Вопрос

I got problem with signal and slots, when I'm calling test() function from main function, signal and slots aren't working (they aren't invoking) , but when I'm calling code from test() directly in main function, signal and slots are invoking! What I'm doing wrong? Second question, is there any way to return response? I need to find something on page.

main.cpp

void test()
{
    httpManager manager;
    manager.sendRequest("http://google.com/");
}

int main(int argc, char *argv[])
{
    QApplication a(argc, argv);
    MfzBot w;
    w.show();
    test();

    return a.exec();
}

working main.cpp :

void test()
{
    httpManager manager;
    manager.sendRequest("http://google.com/");
}

int main(int argc, char *argv[])
{
    QApplication a(argc, argv);
    MfzBot w;
    w.show();

    httpManager manager;
    manager.sendRequest("http://google.com/");

    return a.exec();
}

httpmanager.cpp :

httpManager::httpManager()
{
    QObject::connect(manager, SIGNAL(finished(QNetworkReply*)),
               this, SLOT(replyFinished(QNetworkReply*)));
}

QNetworkCookieJar cookies;

void httpManager::sendRequest(const char* url)
{
    QNetworkProxyFactory::setUseSystemConfiguration (true);

    QByteArray outArray;
    QDataStream stream(&outArray, QIODevice::WriteOnly);

    manager->setCookieJar(cookies);

    QNetworkRequest request(QUrl(url));

    manager->post(request, outArray);
}

void httpManager::replyFinished(QNetworkReply *reply)
{
    qDebug() << "ok! ";
    qDebug() << reply->readAll();
}

httpmanager.h :

class httpManager : public QObject
{
    Q_OBJECT

public:
    httpManager();

protected slots:
    void replyFinished(QNetworkReply *reply);

public:
    void sendRequest(const char *url);

private:
    QNetworkCookieJar *cookies = new QNetworkCookieJar();
    QNetworkAccessManager *manager = new QNetworkAccessManager();
};
Это было полезно?

Решение 2

Your object "manager" is destroyed right after test() function is finished. To avoid this try to dynamically create object:

httpManager *manager;

void test()
{
    manager = new httpManager();
    manager->sendRequest("http://google.com/");
}

Notice that "httpManager *manager" is outside of any function.

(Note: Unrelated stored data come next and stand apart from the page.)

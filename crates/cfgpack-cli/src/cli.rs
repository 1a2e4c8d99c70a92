use std::path::PathBuf;

use cfgpack_archive::CompressionAlgorithm;
use clap::{Args, Parser, Subcommand};

#[derive(Parser)]
#[command(
    name = "cfgpack",
    about = "Build, inspect and verify content-hashed config archives",
    version,
)]
pub struct Cli {
    #[command(subcommand)]
    pub command: Command,

    #[arg(short, long, global = true)]
    pub verbose: bool,

    #[arg(long, global = true, default_value = "text")]
    pub format: OutputFormat,
}

#[derive(Clone, Debug, clap::ValueEnum)]
pub enum OutputFormat {
    Text,
    Json,
}

#[derive(Clone, Copy, Debug, PartialEq, Eq, clap::ValueEnum)]
pub enum CompressionArg {
    None,
    Deflate,
}

impl From<CompressionArg> for CompressionAlgorithm {
    fn from(arg: CompressionArg) -> Self {
        match arg {
            CompressionArg::None => CompressionAlgorithm::None,
            CompressionArg::Deflate => CompressionAlgorithm::Deflate,
        }
    }
}

#[derive(Subcommand)]
pub enum Command {
    /// Show archive header and entries
    Inspect(InspectArgs),
    /// Check entry hashes and the archive version
    Verify(VerifyArgs),
    /// Build a binary archive from an archive folder
    Pack(PackArgs),
    /// Extract a binary archive into an archive folder
    Unpack(UnpackArgs),
    /// Print the content hash of files
    Hash(HashArgs),
}

#[derive(Args)]
pub struct InspectArgs {
    pub archive: PathBuf,
}

#[derive(Args)]
pub struct VerifyArgs {
    /// Binary archive or archive folder
    pub path: PathBuf,
}

#[derive(Args)]
pub struct PackArgs {
    pub folder: PathBuf,
    pub output: PathBuf,
    /// TOML file with archive settings
    #[arg(long)]
    pub config: Option<PathBuf>,
    #[arg(long)]
    pub compression: Option<CompressionArg>,
    /// Payloads of this many bytes or fewer are stored uncompressed
    #[arg(long)]
    pub min_size: Option<usize>,
}

#[derive(Args)]
pub struct UnpackArgs {
    pub archive: PathBuf,
    pub folder: PathBuf,
}

#[derive(Args)]
pub struct HashArgs {
    #[arg(required = true)]
    pub files: Vec<PathBuf>,
}
//! Build-log collaborator and diagnostics that report into it.

use std::collections::HashMap;
use std::fmt;

use serde::{Deserialize, Serialize};

use crate::location::SourceLocation;
use crate::root::{ObjectId, RootObject};

/// Severity of a build message.
#[derive(Clone, Copy, Debug, PartialEq, Eq, PartialOrd, Ord, Hash, Serialize, Deserialize)]
pub enum BuildMessageLevel {
    Verbose,
    Information,
    Warning,
    Error,
}

impl fmt::Display for BuildMessageLevel {
    fn fmt(&self, f: &mut fmt::Formatter<'_>) -> fmt::Result {
        let s = match self {
            Self::Verbose => "verbose",
            Self::Information => "info",
            Self::Warning => "warning",
            Self::Error => "error",
        };
        f.write_str(s)
    }
}

/// A single diagnostic produced while building configs.
#[derive(Clone, Debug, PartialEq, Eq, Serialize, Deserialize)]
pub struct BuildMessage {
    pub sheet_name: Option<String>,
    pub config_key: Option<String>,
    pub message: String,
    pub column_hint: Option<String>,
    pub level: BuildMessageLevel,
    /// Variant the message applies to; `None` for the baseline.
    pub variant_scope: Option<String>,
    pub location: Option<SourceLocation>,
}

impl BuildMessage {
    pub fn new(level: BuildMessageLevel, message: impl Into<String>) -> Self {
        Self {
            sheet_name: None,
            config_key: None,
            message: message.into(),
            column_hint: None,
            level,
            variant_scope: None,
            location: None,
        }
    }

    pub fn error(message: impl Into<String>) -> Self {
        Self::new(BuildMessageLevel::Error, message)
    }

    pub fn with_sheet(mut self, sheet_name: impl Into<String>) -> Self {
        self.sheet_name = Some(sheet_name.into());
        self
    }

    pub fn with_config_key(mut self, config_key: impl Into<String>) -> Self {
        self.config_key = Some(config_key.into());
        self
    }

    pub fn with_column_hint(mut self, column_hint: impl Into<String>) -> Self {
        self.column_hint = Some(column_hint.into());
        self
    }

    pub fn with_variant_scope(mut self, variant: Option<String>) -> Self {
        self.variant_scope = variant;
        self
    }

    pub fn with_location(mut self, location: Option<SourceLocation>) -> Self {
        self.location = location;
        self
    }
}

impl fmt::Display for BuildMessage {
    fn fmt(&self, f: &mut fmt::Formatter<'_>) -> fmt::Result {
        write!(f, "[{}]", self.level)?;
        if let Some(sheet) = &self.sheet_name {
            write!(f, " {sheet}")?;
        }
        if let Some(key) = &self.config_key {
            write!(f, " {key}")?;
        }
        if let Some(variant) = &self.variant_scope {
            write!(f, " (variant {variant})")?;
        }
        write!(f, ": {}", self.message)
    }
}

/// Sink for build diagnostics.
pub trait BuildLog {
    fn log(&mut self, message: BuildMessage);
}

/// In-memory build log that also forwards every message to `tracing`.
#[derive(Clone, Debug, Default)]
pub struct CollectingBuildLog {
    messages: Vec<BuildMessage>,
}

impl CollectingBuildLog {
    pub fn new() -> Self {
        Self::default()
    }

    pub fn messages(&self) -> &[BuildMessage] {
        &self.messages
    }

    pub fn has_errors(&self) -> bool {
        self.messages
            .iter()
            .any(|m| m.level == BuildMessageLevel::Error)
    }

    pub fn error_count(&self) -> usize {
        self.messages
            .iter()
            .filter(|m| m.level == BuildMessageLevel::Error)
            .count()
    }

    pub fn into_messages(self) -> Vec<BuildMessage> {
        self.messages
    }
}

impl BuildLog for CollectingBuildLog {
    fn log(&mut self, message: BuildMessage) {
        match message.level {
            BuildMessageLevel::Error => tracing::error!(%message, "build error"),
            BuildMessageLevel::Warning => tracing::warn!(%message, "build warning"),
            BuildMessageLevel::Information => tracing::info!(%message),
            BuildMessageLevel::Verbose => tracing::debug!(%message),
        }
        self.messages.push(message);
    }
}

/// Report every `(id, variant)` pair that occurs more than once.
///
/// One error is logged per duplicated key, at its first repeat. The message
/// points at the repeated object and names the location of the earlier copy.
/// Scanning continues so all duplicates surface in a single pass.
pub fn detect_duplicate_objects(
    objects: &[RootObject],
    sheet_name: Option<&str>,
    log: &mut dyn BuildLog,
) {
    let mut first_seen: HashMap<(&ObjectId, Option<&str>), (&RootObject, bool)> = HashMap::new();

    for obj in objects {
        let key = (&obj.id, obj.variant_id.as_deref());
        match first_seen.get_mut(&key) {
            None => {
                first_seen.insert(key, (obj, false));
            }
            Some((_, true)) => {}
            Some((first, reported)) => {
                *reported = true;
                let variant_suffix = obj
                    .variant_id
                    .as_ref()
                    .map(|v| format!(" (variant {v})"))
                    .unwrap_or_default();
                let previous = first
                    .location
                    .as_ref()
                    .map(ToString::to_string)
                    .unwrap_or_else(|| "unknown location".to_string());

                let mut message = BuildMessage::error(format!(
                    "Duplicate object with id {}{}, previous copy at {}",
                    obj.id, variant_suffix, previous
                ))
                .with_config_key(obj.id.parts().join("."))
                .with_variant_scope(obj.variant_id.clone())
                .with_location(obj.location.clone());
                if let Some(sheet) = sheet_name {
                    message = message.with_sheet(sheet);
                }
                log.log(message);
            }
        }
    }
}
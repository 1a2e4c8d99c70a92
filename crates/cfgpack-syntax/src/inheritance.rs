//! Baseline inheritance for extracted variants.
//!
//! After [`extract_variants`](crate::extract_variants) a variant object only
//! holds the members its variant overrides. The functions here back-fill the
//! rest from the baseline object with the same id.
//!
//! Two policies exist:
//!
//! - [`inherit_variant_values_from_baseline`] copies every member the variant
//!   lacks, recursing into nested objects.
//! - [`inherit_key_value_variant_values_from_baseline`] is for flat key-value
//!   configs, where each variant is a patch. Only top-level members the variant
//!   actually touches are merged; absent members stay absent so patches for
//!   different variants remain independent.
//!
//! Nodes are updated copy-on-write, so subtrees shared with the baseline are
//! never mutated.

use std::collections::HashMap;
use std::sync::Arc;

use tracing::debug;

use crate::error::{SyntaxError, SyntaxResult};
use crate::node::{NodeBase, NodeMemberId, NodeRef, ObjectNode};
use crate::root::{ObjectId, RootObject};

/// Copy values from `src` into `dst` wherever `dst` has nothing of its own.
///
/// A member missing from `dst`, or present only as an empty collection, is
/// replaced by the `src` member. Members that are objects on both sides are
/// merged recursively. Neither tree may still contain variant-tagged members.
pub fn copy_values(dst: &mut ObjectNode, src: &ObjectNode) -> SyntaxResult<()> {
    reject_variant_members(dst)?;
    reject_variant_members(src)?;

    for (id, src_node) in &src.members {
        match dst.members.get_mut(id) {
            None => {
                dst.members.insert(id.clone(), Arc::clone(src_node));
            }
            Some(dst_node) => inherit_member(id, dst_node, src_node)?,
        }
    }
    Ok(())
}

fn inherit_member(id: &NodeMemberId, dst: &mut NodeRef, src: &NodeRef) -> SyntaxResult<()> {
    if dst.is_empty_collection() {
        *dst = Arc::clone(src);
        return Ok(());
    }

    let NodeBase::Object(src_obj) = src.as_ref() else {
        return Ok(());
    };
    if !dst.is_object() {
        return Err(SyntaxError::ShapeMismatch {
            member: id.name.clone(),
        });
    }
    match Arc::make_mut(dst) {
        NodeBase::Object(dst_obj) => copy_values(dst_obj, src_obj),
        _ => Ok(()),
    }
}

fn reject_variant_members(obj: &ObjectNode) -> SyntaxResult<()> {
    match obj.members.keys().find(|id| id.is_variant()) {
        Some(id) => Err(SyntaxError::UnextractedVariant {
            member: id.name.clone(),
            variant_id: id.variant_id.clone().unwrap_or_default(),
        }),
        None => Ok(()),
    }
}

/// Fill every variant object from the baseline object with the same id.
///
/// Variant objects without a matching baseline are left untouched; they are
/// items that only exist in some variants. When several baselines share an
/// id, the first one is used.
pub fn inherit_variant_values_from_baseline(
    objects: Vec<RootObject>,
) -> SyntaxResult<Vec<RootObject>> {
    let mut baselines: HashMap<ObjectId, ObjectNode> = HashMap::new();
    for obj in objects.iter().filter(|obj| obj.is_baseline()) {
        baselines
            .entry(obj.id.clone())
            .or_insert_with(|| obj.node.clone());
    }

    let mut inherited = 0usize;
    let result = objects
        .into_iter()
        .map(|mut obj| {
            if !obj.is_baseline() {
                if let Some(baseline) = baselines.get(&obj.id) {
                    copy_values(&mut obj.node, baseline)?;
                    inherited += 1;
                }
            }
            Ok(obj)
        })
        .collect::<SyntaxResult<Vec<_>>>()?;

    debug!(
        baselines = baselines.len(),
        inherited, "inherited variant values from baselines"
    );
    Ok(result)
}

/// Merge baseline values into the top-level members each variant touches.
///
/// Fails if more than one baseline is present. Without a baseline the input
/// is returned unchanged. Top-level variant members that are still empty
/// collections after the merge are removed.
pub fn inherit_key_value_variant_values_from_baseline(
    objects: Vec<RootObject>,
) -> SyntaxResult<Vec<RootObject>> {
    let count = objects.iter().filter(|obj| obj.is_baseline()).count();
    if count > 1 {
        return Err(SyntaxError::MultipleBaselines { count });
    }
    let Some(baseline) = objects
        .iter()
        .find(|obj| obj.is_baseline())
        .map(|obj| obj.node.clone())
    else {
        return Ok(objects);
    };
    reject_variant_members(&baseline)?;

    objects
        .into_iter()
        .map(|mut obj| {
            if obj.is_baseline() {
                return Ok(obj);
            }
            reject_variant_members(&obj.node)?;
            for (id, node) in obj.node.members.iter_mut() {
                if let Some(base_node) = baseline.members.get(id) {
                    inherit_member(id, node, base_node)?;
                }
            }
            obj.node
                .members
                .retain(|_, node| !node.is_empty_collection());
            Ok(obj)
        })
        .collect()
}

#[cfg(test)]
mod tests {
    use indexmap::IndexMap;

    use super::*;
    use crate::node::{CollectionNode, ScalarNode};

    fn scalar(value: &str) -> NodeRef {
        Arc::new(ScalarNode::new(value, None).into())
    }

    fn empty() -> NodeRef {
        Arc::new(CollectionNode::empty().into())
    }

    fn object(members: Vec<(&str, NodeRef)>) -> ObjectNode {
        let members: IndexMap<_, _> = members
            .into_iter()
            .map(|(name, node)| (NodeMemberId::new(name), node))
            .collect();
        ObjectNode::new(members, None)
    }

    fn nested(members: Vec<(&str, NodeRef)>) -> NodeRef {
        Arc::new(object(members).into())
    }

    fn root(id: &str, variant: Option<&str>, node: ObjectNode) -> RootObject {
        let mut obj = RootObject::new(ObjectId::from(id), node, None);
        obj.variant_id = variant.map(str::to_string);
        obj
    }

    fn value<'a>(obj: &'a ObjectNode, name: &str) -> &'a str {
        &obj.member(name).unwrap().as_scalar().unwrap().value
    }

    #[test]
    fn copies_missing_and_empty_members() {
        let base = object(vec![("A", scalar("1")), ("B", scalar("2")), ("C", scalar("3"))]);
        let mut variant = object(vec![("A", scalar("10")), ("B", empty())]);

        copy_values(&mut variant, &base).unwrap();
        assert_eq!(value(&variant, "A"), "10");
        assert_eq!(value(&variant, "B"), "2");
        assert_eq!(value(&variant, "C"), "3");
    }

    #[test]
    fn merges_nested_objects_without_mutating_baseline() {
        let base_stats = nested(vec![("Hp", scalar("5")), ("Mp", scalar("7"))]);
        let base = object(vec![("Stats", Arc::clone(&base_stats))]);
        let mut variant = object(vec![("Stats", nested(vec![("Hp", scalar("50"))]))]);

        copy_values(&mut variant, &base).unwrap();
        let stats = variant.member("Stats").unwrap().as_object().unwrap();
        assert_eq!(value(stats, "Hp"), "50");
        assert_eq!(value(stats, "Mp"), "7");

        let untouched = base_stats.as_object().unwrap();
        assert_eq!(value(untouched, "Hp"), "5");
    }

    #[test]
    fn object_over_scalar_is_shape_mismatch() {
        let base = object(vec![("Stats", nested(vec![("Hp", scalar("5"))]))]);
        let mut variant = object(vec![("Stats", scalar("oops"))]);
        let err = copy_values(&mut variant, &base).unwrap_err();
        assert_eq!(err, SyntaxError::ShapeMismatch { member: "Stats".into() });
    }

    #[test]
    fn variant_tagged_members_are_rejected() {
        let base = object(vec![("A", scalar("1"))]);
        let mut variant = ObjectNode::default();
        variant
            .members
            .insert(NodeMemberId::with_variant("A", "X"), scalar("2"));
        let err = copy_values(&mut variant, &base).unwrap_err();
        assert!(matches!(err, SyntaxError::UnextractedVariant { .. }));
    }

    #[test]
    fn inherit_matches_by_id_and_skips_orphans() {
        let objects = vec![
            root("Sword", None, object(vec![("Damage", scalar("10")), ("Weight", scalar("3"))])),
            root("Sword", Some("Hard"), object(vec![("Damage", scalar("20"))])),
            root("Bow", Some("Hard"), object(vec![("Damage", scalar("8"))])),
        ];

        let out = inherit_variant_values_from_baseline(objects).unwrap();
        assert_eq!(value(&out[1].node, "Weight"), "3");
        assert_eq!(value(&out[1].node, "Damage"), "20");
        assert_eq!(out[2].node.len(), 1);
        assert_eq!(out[0].node.len(), 2);
    }

    #[test]
    fn key_value_only_touches_present_members() {
        let objects = vec![
            root(
                "Global",
                None,
                object(vec![
                    ("StartGold", scalar("100")),
                    ("Limits", nested(vec![("Max", scalar("5")), ("Min", scalar("1"))])),
                ]),
            ),
            root(
                "Global",
                Some("A"),
                object(vec![("Limits", nested(vec![("Max", scalar("9"))]))]),
            ),
            root("Global", Some("B"), object(vec![("StartGold", scalar("200"))])),
        ];

        let out = inherit_key_value_variant_values_from_baseline(objects).unwrap();

        let a = &out[1].node;
        assert!(a.member("StartGold").is_none());
        let limits = a.member("Limits").unwrap().as_object().unwrap();
        assert_eq!(value(limits, "Max"), "9");
        assert_eq!(value(limits, "Min"), "1");

        let b = &out[2].node;
        assert!(b.member("Limits").is_none());
        assert_eq!(value(b, "StartGold"), "200");
    }

    #[test]
    fn key_value_strips_leftover_empty_collections() {
        let objects = vec![
            root("Global", None, object(vec![("Rewards", empty()), ("Gold", scalar("1"))])),
            root(
                "Global",
                Some("A"),
                object(vec![("Rewards", empty()), ("Gold", scalar("2")), ("Extra", empty())]),
            ),
        ];

        let out = inherit_key_value_variant_values_from_baseline(objects).unwrap();
        let names: Vec<_> = out[1].node.members.keys().map(|k| k.name.as_str()).collect();
        assert_eq!(names, vec!["Gold"]);
        assert_eq!(out[0].node.len(), 2);
    }

    #[test]
    fn key_value_fills_empty_collection_from_baseline() {
        let rewards = Arc::new(NodeBase::from(CollectionNode::new(vec![Some(scalar("x"))])));
        let objects = vec![
            root("Global", None, object(vec![("Rewards", Arc::clone(&rewards))])),
            root("Global", Some("A"), object(vec![("Rewards", empty())])),
        ];

        let out = inherit_key_value_variant_values_from_baseline(objects).unwrap();
        assert!(Arc::ptr_eq(out[1].node.member("Rewards").unwrap(), &rewards));
    }

    #[test]
    fn key_value_rejects_multiple_baselines() {
        let objects = vec![
            root("Global", None, ObjectNode::default()),
            root("Global", None, ObjectNode::default()),
        ];
        let err = inherit_key_value_variant_values_from_baseline(objects).unwrap_err();
        assert_eq!(err, SyntaxError::MultipleBaselines { count: 2 });
    }

    #[test]
    fn key_value_without_baseline_is_identity() {
        let objects = vec![root("Global", Some("A"), object(vec![("Gold", scalar("2"))]))];
        let out = inherit_key_value_variant_values_from_baseline(objects.clone()).unwrap();
        assert_eq!(out, objects);
    }
}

Now your "manager" object is somewhere in memory (called heap) and not destroyed when test() function exits. Beware, this method not so good because "manager" now is global variable, that's not good way in Object Oriented Programming, but for the first time it doesn't matters.

Другие советы

The problem with the first code is that the object "manager" which has a type of "httpManager" is created on stack after calling the function "test()" and respectively is destroyed when test() returns. Therefore there is no "manager" object when "test()" returns and the signals and slots wont work. While in the latter code "manager" exists until the application is terminated.